The participants’ exposure to the COVID-19 epidemic was estimated by the regional epidemic parameters.

Table 2 shows the comparison in mental problems, help-seeking behavior and treatment for mental problems between the two groups. Compared with non-frontline medical workers, frontline medical workers had higher rates of any mental problems (52.6% vs. 34.0%, adjusted OR = 1.88, 95% CI = 1.57–2.25), anxiety symptoms (15.7% vs. 7.4%, adjusted OR = 1.95, 95% CI = 1.46–2.61), depressed mood (marginally insignificant; 14.3% vs. 10.1%, adjusted OR = 1.32, 95% CI = 0.99–1.76), and insomnia symptoms (47.8% vs. 29.1%, adjusted OR = 1.96, 95% CI = 1.63–2.36). However, there was no significant difference in suicidal ideation (12.0% vs. 9.0%, adjusted OR = 1.25, 95% CI = 0.92–1.71), help-seeking (4.5% vs. 4.5%, adjusted OR = 1.00, 95% CI = 0.53–1.87) and treatment for mental problems (3.4% vs. 2.3%, adjusted OR = 1.38, 95% CI = 0.54–3.52) between the two groups (Table 2).

4. Discussion

The psychological impact of acute infection outbreaks on medical workers has aroused considerable concern from the government, the public, and medical professionals. The current study has shown that frontline medical workers directly dealing with patients confirmed or suspected of having COVID-19 had a higher level of various mental problems than those non-frontline medical workers. In addition, the two groups had comparable low rates of help-seeking behaviors and treatment for their mental problems.

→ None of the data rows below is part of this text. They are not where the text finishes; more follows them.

//! Worker configuration.

use serde::{Deserialize, Serialize};

/// Versioned name of the static (pre-cached) namespace.
pub const STATIC_CACHE_NAME: &str = "subasta-argenta-v1.0.0";

/// Name of the runtime-populated namespace.
pub const DYNAMIC_CACHE_NAME: &str = "subasta-argenta-dynamic-v1";

/// Cached document served to navigations when offline.
pub const OFFLINE_FALLBACK_URL: &str = "/index.html";

/// Background sync tag for auction synchronization.
pub const SYNC_AUCTIONS_TAG: &str = "sync-auctions";

/// Application shell assets.
pub const SHELL_ASSETS: &[&str] = &[
    "/",
    "/index.html",
    "https://cdn.tailwindcss.com",
    "https://cdn.jsdelivr.net/npm/bootstrap@5.3.2/dist/css/bootstrap.min.css",
    "https://cdn.jsdelivr.net/npm/bootstrap@5.3.2/dist/js/bootstrap.bundle.min.js",
    "https://cdnjs.cloudflare.com/ajax/libs/font-awesome/6.4.0/css/all.min.css",
    "https://cdn.jsdelivr.net/npm/chart.js",
];

/// Third-party vendor assets (Firebase compat SDK).
pub const VENDOR_ASSETS: &[&str] = &[
    "https://www.gstatic.com/firebasejs/10.7.1/firebase-app-compat.js",
    "https://www.gstatic.com/firebasejs/10.7.1/firebase-auth-compat.js",
    "https://www.gstatic.com/firebasejs/10.7.1/firebase-firestore-compat.js",
    "https://www.gstatic.com/firebasejs/10.7.1/firebase-storage-compat.js",
];

/// URL fragments identifying backend traffic that must never be cached.
pub const EXCLUDED_FRAGMENTS: &[&str] =
    &["firestore.googleapis.com", "firebase", "firebasestorage"];

/// How install treats individual asset failures.
#[derive(Debug, Clone, Copy, Default, PartialEq, Eq, Serialize, Deserialize)]
#[serde(rename_all = "snake_case")]
pub enum InstallPolicy {
    /// Any failed asset aborts the install and nothing is stored.
    #[default]
    FailFast,
    /// Store what succeeded and report the rest.
    BestEffort,
}

/// Immutable configuration for one worker version.
#[derive(Debug, Clone, PartialEq, Eq, Serialize, Deserialize)]
pub struct WorkerConfig {
    /// Static namespace name (carries the version tag).
    pub static_cache: String,
    /// Dynamic namespace name.
    pub dynamic_cache: String,
    /// Application shell assets.
    pub shell_assets: Vec<String>,
    /// Vendor assets.
    pub vendor_assets: Vec<String>,
    /// Substrings that exclude a URL from caching.
    pub excluded_fragments: Vec<String>,
    /// Document returned to offline navigations with no cached match.
    pub offline_fallback: String,
    /// Background sync tag handled by the worker.
    pub sync_tag: String,
    /// Install failure policy.
    #[serde(default)]
    pub install_policy: InstallPolicy,
}

fn owned(list: &[&str]) -> Vec<String> {
    list.iter().map(|s| s.to_string()).collect()
}

impl Default for WorkerConfig {
    fn default() -> Self {
        Self {
            static_cache: STATIC_CACHE_NAME.to_string(),
            dynamic_cache: DYNAMIC_CACHE_NAME.to_string(),
            shell_assets: owned(SHELL_ASSETS),
            vendor_assets: owned(VENDOR_ASSETS),
            excluded_fragments: owned(EXCLUDED_FRAGMENTS),
            offline_fallback: OFFLINE_FALLBACK_URL.to_string(),
            sync_tag: SYNC_AUCTIONS_TAG.to_string(),
            install_policy: InstallPolicy::FailFast,
        }
    }
}

impl WorkerConfig {
    /// Set the static namespace name.
    pub fn with_static_cache(mut self, name: impl Into<String>) -> Self {
        self.static_cache = name.into();
        self
    }

    /// Set the dynamic namespace name.
    pub fn with_dynamic_cache(mut self, name: impl Into<String>) -> Self {
        self.dynamic_cache = name.into();
        self
    }

    /// Replace both asset lists.
    pub fn with_assets(mut self, shell: Vec<&str>, vendor: Vec<&str>) -> Self {
        self.shell_assets = owned(&shell);
        self.vendor_assets = owned(&vendor);
        self
    }

    /// Set the install failure policy.
    pub fn with_install_policy(mut self, policy: InstallPolicy) -> Self {
        self.install_policy = policy;
        self
    }

    /// Every URL pre-cached on install: shell assets followed by vendor assets.
    pub fn precache_urls(&self) -> impl Iterator<Item = &str> {
        self.shell_assets
            .iter()
            .chain(self.vendor_assets.iter())
            .map(String::as_str)
    }

    /// Whether a URL targets backend traffic that bypasses the worker.
    pub fn is_excluded(&self, url: &str) -> bool {
        self.excluded_fragments
            .iter()
            .any(|fragment| url.contains(fragment.as_str()))
    }

    /// Whether a namespace belongs to this worker version.
    pub fn is_current_namespace(&self, name: &str) -> bool {
        name == self.static_cache || name == self.dynamic_cache
    }

    /// Serialize for diagnostics.
    pub fn to_json(&self) -> String {
        serde_json::to_string(self).unwrap_or_else(|_| self.static_cache.clone())
    }
}

#[cfg(test)]
mod tests {
    use super::*;

    #[test]
    fn test_default_names() {
        let config = WorkerConfig::default();

        assert_eq!(config.static_cache, "subasta-argenta-v1.0.0");
        assert_eq!(config.dynamic_cache, "subasta-argenta-dynamic-v1");
        assert_eq!(config.offline_fallback, "/index.html");
        assert_eq!(config.sync_tag, "sync-auctions");
        assert_eq!(config.install_policy, InstallPolicy::FailFast);
    }

    #[test]
    fn test_precache_urls_order() {
        let config = WorkerConfig::default();
        let urls: Vec<&str> = config.precache_urls().collect();

        assert_eq!(urls.len(), 11);
        assert_eq!(urls[0], "/");
        assert_eq!(urls[1], "/index.html");
        assert_eq!(
            urls[10],
            "https://www.gstatic.com/firebasejs/10.7.1/firebase-storage-compat.js"
        );
    }

    #[test]
    fn test_is_excluded() {
        let config = WorkerConfig::default();

        assert!(config.is_excluded(
            "https://firestore.googleapis.com/google.firestore.v1.Firestore/Listen"
        ));
        assert!(config.is_excluded("https://firebasestorage.googleapis.com/v0/b/img.png"));
        assert!(config.is_excluded("https://subasta.firebaseapp.com/__/auth"));
        assert!(!config.is_excluded("https://cdn.jsdelivr.net/npm/chart.js"));
        assert!(!config.is_excluded("/lotes/42"));
    }

    #[test]
    fn test_vendor_assets_match_exclusion() {
        // "firebasejs" contains "firebase": the SDK is pre-cached but runtime
        // requests for it bypass the worker.
        let config = WorkerConfig::default();
        assert!(config.vendor_assets.iter().all(|u| config.is_excluded(u)));
        assert!(config.shell_assets.iter().all(|u| !config.is_excluded(u)));
    }

    #[test]
    fn test_is_current_namespace() {
        let config = WorkerConfig::default();

        assert!(config.is_current_namespace("subasta-argenta-v1.0.0"));
        assert!(config.is_current_namespace("subasta-argenta-dynamic-v1"));
        assert!(!config.is_current_namespace("subasta-argenta-v0.9.0"));
    }

    #[test]
    fn test_builder_chain() {
        let config = WorkerConfig::default()
            .with_static_cache("static-v2")
            .with_dynamic_cache("dynamic-v2")
            .with_assets(vec!["/", "/index.html"], vec![])
            .with_install_policy(InstallPolicy::BestEffort);

        assert_eq!(config.static_cache, "static-v2");
        assert_eq!(config.dynamic_cache, "dynamic-v2");
        assert_eq!(config.precache_urls().count(), 2);
        assert_eq!(config.install_policy, InstallPolicy::BestEffort);
    }

    #[test]
    fn test_json_roundtrip() {
        let config = WorkerConfig::default();
        let parsed: WorkerConfig = serde_json::from_str(&config.to_json()).unwrap();

        assert_eq!(parsed, config);
    }
}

Data from the present study showed that the mental health of frontline medical workers was particularly worrying. The rate of mental problems, such as anxiety, depression, and insomnia, was significantly increased in frontline medical workers, compared with non-frontline medical workers. In this study, about 15.7% of enrolled frontline medical workers experienced anxiety symptoms, and the prevalence is lower than the general population during the COVID-19 outbreak (28.8% experienced moderate to severe anxiety symptoms) (Wang et al., 2020a, Wang et al., 2020b). Similarly, about 14.3% of enrolled frontline medical workers experienced depressive symptoms, and the prevalence is slightly lower than the general population during the COVID-19 outbreak (16.5% reported moderate to severe depressive symptoms) (Wang et al., 2020a, Wang et al., 2020b). The higher prevalence of anxiety and depression in the general public could be due to less access to personal protection equipment as compared to frontline medical workers.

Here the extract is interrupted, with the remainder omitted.